The counterpoint to 007’s Aston was the 1937 Rolls-Royce Phantom III Sedanca de Ville of titular villain Auric Goldfinger. To commemorate the film’s sixtieth anniversary, Rolls-Royce constructed a one-off model of the present Phantom Prolonged Wheelbase impressed by the long-lasting villain automotive. The one-off is named the Rolls-Royce Phantom Goldfinger.
The Phantom Goldfinger wears the same two-tone paint scheme to the film automotive, with 21-inch wheels designs to appear to be that automotive’s easy disc wheels. Within the film, the Phantom’s bodywork was additionally made from gold being smuggled by Goldfinger. Rolls-Royce did not go fairly that far with the tribute automotive, however used a mixture of 18-carat gold plating and coats of silver to make it seem as if the hood decoration is made from stable gold.

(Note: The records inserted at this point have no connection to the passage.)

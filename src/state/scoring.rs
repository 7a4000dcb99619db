//! Prediction scoring and leaderboard computation.

use std::collections::HashMap;

use super::{
    fixtures::{Match, MatchId, ParticipantId, Prediction, Score},
    roster::Roster,
};

/// Points for predicting the exact final score.
pub const EXACT_POINTS: u32 = 3;
/// Points for predicting the right outcome with a wrong score.
pub const OUTCOME_POINTS: u32 = 1;

/// How a single prediction compared against a final result.
#[derive(Debug, Clone, Copy, PartialEq, Eq)]
pub enum Verdict {
    /// Exact score.
    Exact,
    /// Same winner, or both draws.
    Outcome,
    /// Neither.
    Miss,
}

impl Verdict {
    /// Points awarded for the verdict.
    pub fn points(self) -> u32 {
        match self {
            Verdict::Exact => EXACT_POINTS,
            Verdict::Outcome => OUTCOME_POINTS,
            Verdict::Miss => 0,
        }
    }
}

/// Compare a prediction against a final score.
pub fn judge(predicted: Score, actual: Score) -> Verdict {
    if predicted == actual {
        Verdict::Exact
    } else if predicted.outcome() == actual.outcome() {
        Verdict::Outcome
    } else {
        Verdict::Miss
    }
}

/// One leaderboard row.
#[derive(Debug, Clone, PartialEq, Eq)]
pub struct Standing {
    /// Ranked participant.
    pub participant_id: ParticipantId,
    /// Total points.
    pub points: u32,
    /// Number of exact-score hits.
    pub exact_count: u32,
}

/// Rank every roster member against the finished matches.
///
/// Each participant appears exactly once, with zero rows for those who have
/// not scored. Predictions from unknown participants or for matches that are
/// not finished are ignored. Ties on points and exact hits keep roster order.
pub fn compute_leaderboard<'a>(
    roster: &Roster,
    predictions: impl IntoIterator<Item = &'a Prediction>,
    matches: impl IntoIterator<Item = &'a Match>,
) -> Vec<Standing> {
    let results: HashMap<MatchId, Score> = matches
        .into_iter()
        .filter_map(|m| m.final_score().map(|score| (m.id, score)))
        .collect();

    let mut tally: HashMap<&str, (u32, u32)> = HashMap::new();
    for prediction in predictions {
        let participant = prediction.key.participant_id.as_str();
        if !roster.contains(participant) {
            continue;
        }
        let Some(actual) = results.get(&prediction.key.match_id) else {
            continue;
        };
        let verdict = judge(prediction.score, *actual);
        let entry = tally.entry(participant).or_default();
        entry.0 += verdict.points();
        if verdict == Verdict::Exact {
            entry.1 += 1;
        }
    }

    let mut standings: Vec<Standing> = roster
        .ids()
        .map(|id| {
            let (points, exact_count) = tally.get(id.as_str()).copied().unwrap_or_default();
            Standing {
                participant_id: id.clone(),
                points,
                exact_count,
            }
        })
        .collect();

    // `sort_by` is stable, so equal rows stay in roster order.
    standings.sort_by(|a, b| {
        b.points
            .cmp(&a.points)
            .then_with(|| b.exact_count.cmp(&a.exact_count))
    });
    standings
}

#[cfg(test)]
mod tests {
    use super::*;
    use crate::state::{
        fixtures::{MatchStatus, PredictionKey},
        roster::Participant,
    };

    fn roster(ids: &[&str]) -> Roster {
        Roster::new(
            ids.iter()
                .map(|id| Participant::new(*id, id.to_uppercase(), "⚽", "code")),
        )
    }

    fn finished(id: MatchId, home: u32, away: u32) -> Match {
        Match {
            id,
            home: "A".into(),
            away: "B".into(),
            date: String::new(),
            time: String::new(),
            stadium: String::new(),
            status: MatchStatus::Finished,
            result: Some(Score::new(home, away)),
        }
    }

    fn predict(participant: &str, match_id: MatchId, home: u32, away: u32) -> Prediction {
        Prediction {
            key: PredictionKey::new(participant, match_id),
            score: Score::new(home, away),
        }
    }

    fn row(standings: &[Standing], id: &str) -> (u32, u32) {
        let standing = standings
            .iter()
            .find(|s| s.participant_id == id)
            .unwrap();
        (standing.points, standing.exact_count)
    }

    #[test]
    fn verdicts_follow_outcome_classes() {
        let actual = Score::new(2, 1);
        assert_eq!(judge(Score::new(2, 1), actual), Verdict::Exact);
        assert_eq!(judge(Score::new(3, 0), actual), Verdict::Outcome);
        assert_eq!(judge(Score::new(1, 1), actual), Verdict::Miss);
        assert_eq!(judge(Score::new(0, 0), Score::new(3, 3)), Verdict::Outcome);
        assert_eq!(judge(Score::new(0, 2), actual), Verdict::Miss);
    }

    #[test]
    fn exact_and_outcome_points_accumulate() {
        let roster = roster(&["p1", "p2", "p3"]);
        let matches = vec![finished(1, 2, 1)];
        let predictions = vec![
            predict("p1", 1, 2, 1),
            predict("p2", 1, 1, 0),
            predict("p3", 1, 0, 0),
        ];

        let standings = compute_leaderboard(&roster, &predictions, &matches);

        assert_eq!(row(&standings, "p1"), (3, 1));
        assert_eq!(row(&standings, "p2"), (1, 0));
        assert_eq!(row(&standings, "p3"), (0, 0));
        let order: Vec<&str> = standings.iter().map(|s| s.participant_id.as_str()).collect();
        assert_eq!(order, vec!["p1", "p2", "p3"]);
    }

    #[test]
    fn unfinished_and_resultless_matches_score_nothing() {
        let roster = roster(&["p1"]);
        let mut live = finished(1, 1, 0);
        live.status = MatchStatus::Live;
        let mut upcoming = finished(3, 2, 2);
        upcoming.status = MatchStatus::Upcoming;
        let mut resultless = finished(2, 0, 0);
        resultless.result = None;
        let matches = vec![live, resultless, upcoming];
        let predictions = vec![
            predict("p1", 1, 1, 0),
            predict("p1", 2, 0, 0),
            predict("p1", 3, 2, 2),
        ];

        let standings = compute_leaderboard(&roster, &predictions, &matches);

        assert_eq!(row(&standings, "p1"), (0, 0));
    }

    #[test]
    fn exact_count_breaks_points_ties() {
        let roster = roster(&["p1", "p2"]);
        let matches = vec![finished(1, 1, 0), finished(2, 2, 2), finished(3, 0, 1)];
        // p1: three outcome hits = 3 points, 0 exact.
        // p2: one exact hit = 3 points, 1 exact.
        let predictions = vec![
            predict("p1", 1, 2, 0),
            predict("p1", 2, 1, 1),
            predict("p1", 3, 0, 2),
            predict("p2", 1, 1, 0),
        ];

        let standings = compute_leaderboard(&roster, &predictions, &matches);

        assert_eq!(standings[0].participant_id, "p2");
        assert_eq!(standings[1].participant_id, "p1");
        assert_eq!(standings[0].points, standings[1].points);
    }

    #[test]
    fn full_ties_keep_roster_order() {
        let roster = roster(&["p3", "p1", "p2"]);
        let standings = compute_leaderboard(&roster, &Vec::<Prediction>::new(), &Vec::<Match>::new());
        let order: Vec<&str> = standings.iter().map(|s| s.participant_id.as_str()).collect();
        assert_eq!(order, vec!["p3", "p1", "p2"]);
    }

    #[test]
    fn strangers_are_ignored() {
        let roster = roster(&["p1"]);
        let matches = vec![finished(1, 1, 0)];
        let predictions = vec![predict("ghost", 1, 1, 0)];

        let standings = compute_leaderboard(&roster, &predictions, &matches);

        assert_eq!(standings.len(), 1);
        assert_eq!(row(&standings, "p1"), (0, 0));
    }

    #[test]
    fn recomputation_is_deterministic() {
        let roster = roster(&["p1", "p2"]);
        let matches = vec![finished(1, 3, 1), finished(2, 0, 0)];
        let predictions = vec![
            predict("p2", 1, 3, 1),
            predict("p1", 2, 0, 0),
            predict("p1", 1, 2, 0),
        ];

        let first = compute_leaderboard(&roster, &predictions, &matches);
        let reversed: Vec<Prediction> = predictions.iter().rev().cloned().collect();
        let second = compute_leaderboard(&roster, &reversed, &matches);

        assert_eq!(first, second);
    }
}
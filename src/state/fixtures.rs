//! Domain model for matches, predictions and finalized scores.

use std::cmp::Ordering;

use thiserror::Error;

use crate::dao::models::{MatchEntity, MatchPatch, MatchStatusEntity, PredictionEntity};

/// Numeric match identifier.
pub type MatchId = u32;
/// Stable roster identity of a participant.
pub type ParticipantId = String;

/// A (home, away) goal pair.
#[derive(Debug, Clone, Copy, PartialEq, Eq, Hash)]
pub struct Score {
    /// Home goals.
    pub home: u32,
    /// Away goals.
    pub away: u32,
}

/// Rejected score input.
#[derive(Debug, Clone, PartialEq, Eq, Error)]
pub enum ScoreError {
    /// One side of the score was below zero.
    #[error("scores must be non-negative (got {home}-{away})")]
    Negative {
        /// Submitted home value.
        home: i64,
        /// Submitted away value.
        away: i64,
    },
    /// One side did not fit the supported range.
    #[error("score {value} is out of range")]
    OutOfRange {
        /// Offending value.
        value: i64,
    },
}

impl Score {
    /// Build a score from already validated goal counts.
    pub fn new(home: u32, away: u32) -> Self {
        Self { home, away }
    }

    /// Build a score from untrusted signed input.
    pub fn try_from_signed(home: i64, away: i64) -> Result<Self, ScoreError> {
        if home < 0 || away < 0 {
            return Err(ScoreError::Negative { home, away });
        }
        let home = u32::try_from(home).map_err(|_| ScoreError::OutOfRange { value: home })?;
        let away = u32::try_from(away).map_err(|_| ScoreError::OutOfRange { value: away })?;
        Ok(Self { home, away })
    }

    /// Outcome class: `Greater` for a home win, `Equal` for a draw, `Less` for an away win.
    pub fn outcome(&self) -> Ordering {
        self.home.cmp(&self.away)
    }
}

/// Match lifecycle status.
#[derive(Debug, Clone, Copy, PartialEq, Eq, Hash)]
pub enum MatchStatus {
    /// Not started.
    Upcoming,
    /// In play.
    Live,
    /// Result recorded.
    Finished,
}

impl From<MatchStatusEntity> for MatchStatus {
    fn from(value: MatchStatusEntity) -> Self {
        match value {
            MatchStatusEntity::Upcoming => MatchStatus::Upcoming,
            MatchStatusEntity::Live => MatchStatus::Live,
            MatchStatusEntity::Finished => MatchStatus::Finished,
        }
    }
}

impl From<MatchStatus> for MatchStatusEntity {
    fn from(value: MatchStatus) -> Self {
        match value {
            MatchStatus::Upcoming => MatchStatusEntity::Upcoming,
            MatchStatus::Live => MatchStatusEntity::Live,
            MatchStatus::Finished => MatchStatusEntity::Finished,
        }
    }
}

/// A scheduled tournament match.
#[derive(Debug, Clone, PartialEq, Eq)]
pub struct Match {
    /// Stable identifier.
    pub id: MatchId,
    /// Home team.
    pub home: String,
    /// Away team.
    pub away: String,
    /// Date label.
    pub date: String,
    /// Kick-off label.
    pub time: String,
    /// Venue label.
    pub stadium: String,
    /// Lifecycle status.
    pub status: MatchStatus,
    /// Finalized result. Only ever kept for finished matches.
    pub result: Option<Score>,
}

impl Match {
    /// The result to score against, if the match is finished and carries one.
    ///
    /// A finished match with a missing result is not comparable and yields `None`.
    pub fn final_score(&self) -> Option<Score> {
        match self.status {
            MatchStatus::Finished => self.result,
            _ => None,
        }
    }

    /// Whether the match has been finalized.
    pub fn is_finished(&self) -> bool {
        self.status == MatchStatus::Finished
    }

    /// Apply a finalization in place, overwriting any previous result.
    pub fn finalize(&mut self, score: Score) {
        self.status = MatchStatus::Finished;
        self.result = Some(score);
    }
}

impl From<MatchEntity> for Match {
    fn from(value: MatchEntity) -> Self {
        let status = MatchStatus::from(value.status);
        // A half-present pair or a result on a non-finished match is dropped.
        let result = match (status, value.result_home, value.result_away) {
            (MatchStatus::Finished, Some(home), Some(away)) => Some(Score { home, away }),
            _ => None,
        };
        Self {
            id: value.id,
            home: value.home,
            away: value.away,
            date: value.date,
            time: value.time,
            stadium: value.stadium,
            status,
            result,
        }
    }
}

/// Key of a prediction: one per participant and match.
#[derive(Debug, Clone, PartialEq, Eq, Hash, PartialOrd, Ord)]
pub struct PredictionKey {
    /// Predictor.
    pub participant_id: ParticipantId,
    /// Predicted match.
    pub match_id: MatchId,
}

impl PredictionKey {
    /// Build a key from its two parts.
    pub fn new(participant_id: impl Into<ParticipantId>, match_id: MatchId) -> Self {
        Self {
            participant_id: participant_id.into(),
            match_id,
        }
    }
}

/// A participant's predicted score for a match.
#[derive(Debug, Clone, PartialEq, Eq)]
pub struct Prediction {
    /// Who predicted which match.
    pub key: PredictionKey,
    /// Predicted score.
    pub score: Score,
}

impl From<PredictionEntity> for Prediction {
    fn from(value: PredictionEntity) -> Self {
        Self {
            key: PredictionKey::new(value.participant_id, value.match_id),
            score: Score::new(value.home_score, value.away_score),
        }
    }
}

impl From<Prediction> for PredictionEntity {
    fn from(value: Prediction) -> Self {
        Self {
            participant_id: value.key.participant_id,
            match_id: value.key.match_id,
            home_score: value.score.home,
            away_score: value.score.away,
        }
    }
}

/// Store patch finalizing a match with `score`.
pub fn finalize_patch(score: Score) -> MatchPatch {
    MatchPatch::finalize(score.home, score.away)
}

#[cfg(test)]
mod tests {
    use super::*;

    fn entity(status: MatchStatusEntity, home: Option<u32>, away: Option<u32>) -> MatchEntity {
        MatchEntity {
            result_home: home,
            result_away: away,
            status,
            ..MatchEntity::upcoming(1, "Brazil", "Morocco", "13 Jun", "21:00", "New Jersey")
        }
    }

    #[test]
    fn negative_scores_are_rejected() {
        assert_eq!(
            Score::try_from_signed(-1, 2),
            Err(ScoreError::Negative { home: -1, away: 2 })
        );
        assert!(Score::try_from_signed(0, i64::from(u32::MAX) + 1).is_err());
        assert_eq!(Score::try_from_signed(3, 0), Ok(Score::new(3, 0)));
    }

    #[test]
    fn outcome_classes_are_distinct() {
        assert_eq!(Score::new(2, 1).outcome(), Ordering::Greater);
        assert_eq!(Score::new(0, 0).outcome(), Ordering::Equal);
        assert_eq!(Score::new(0, 3).outcome(), Ordering::Less);
    }

    #[test]
    fn result_on_unfinished_match_is_dropped() {
        let live: Match = entity(MatchStatusEntity::Live, Some(1), Some(0)).into();
        assert_eq!(live.result, None);
        assert_eq!(live.final_score(), None);
    }

    #[test]
    fn finished_match_without_full_result_is_not_comparable() {
        let partial: Match = entity(MatchStatusEntity::Finished, Some(1), None).into();
        assert!(partial.is_finished());
        assert_eq!(partial.final_score(), None);
    }

    #[test]
    fn finished_match_exposes_result() {
        let done: Match = entity(MatchStatusEntity::Finished, Some(2), Some(2)).into();
        assert_eq!(done.final_score(), Some(Score::new(2, 2)));
    }
}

Rolls-Royce Phantom Goldfinger
Rolls-Royce additionally integrated 18-carat and 24-carat gold all through the inside. An 18-carat gold bar formed like a miniature Phantom is housed in a vault within the entrance heart console. The front- and second-row consoles are additionally lined with gold, as is the glovebox, which additionally bears one among Goldfinger’s most memorable traces: “That is gold, Mr. Bond. All my life, I’ve been in love with its colour, its brilliance, its divine heavenliness.”
The Phantom additionally sports activities a 24-carat gold VIN plaque, gold-finished air vents, and gold-plated scuff plates designed to appear to be gold bars. Walnut picnic tables function a 22-carat gold inlay and a fictional map of the U.S. gold depository at Fort Knox, the goal of Goldfinger’s heist within the film. The remainder of the inside is completed in navy leather-based with walnut wooden veneers.
Within the film, Bond tails Goldfinger by means of the Furka Move throughout the Swiss Alps, a scene that is referenced by a three-dimensional map of the go within the Phantom’s dashboard “gallery,” and the illuminated Starlight Headliner. This options 719 gentle factors replicating the positions of the celebrities over the Furka Move on Jul. 11, 1964—the final day of “Goldfinger” filming at that location.
Rolls-Royce Phantom Goldfinger
Different film references embrace a gold-plated putter mounted on the underside of the trunk lid—a nod to the primary encounter between Bond and Goldfinger over a spherical of golf—and a pretend monitoring system that tasks the 007 emblem onto the trunk ground. The Phantom’s door-mounted umbrellas even have the identical design as Goldfinger’s and the automotive wears the identical license plate quantity because the film model—AU1.
Like different Rolls-Royce bespoke builds, the Goldfinger Phantom will not be replicated. However the automaker’s continued emphasis on bespoke work means the automaker will proceed to concoct distinctive vehicles.
Aston Martin can be celebrating the sixtieth anniversary of “Goldfinger” with a special-edition DB12. The automaker already constructed a restricted run of “Goldfinger” continuation DB5 fashions—full with working devices—though they cannot be pushed on public roads.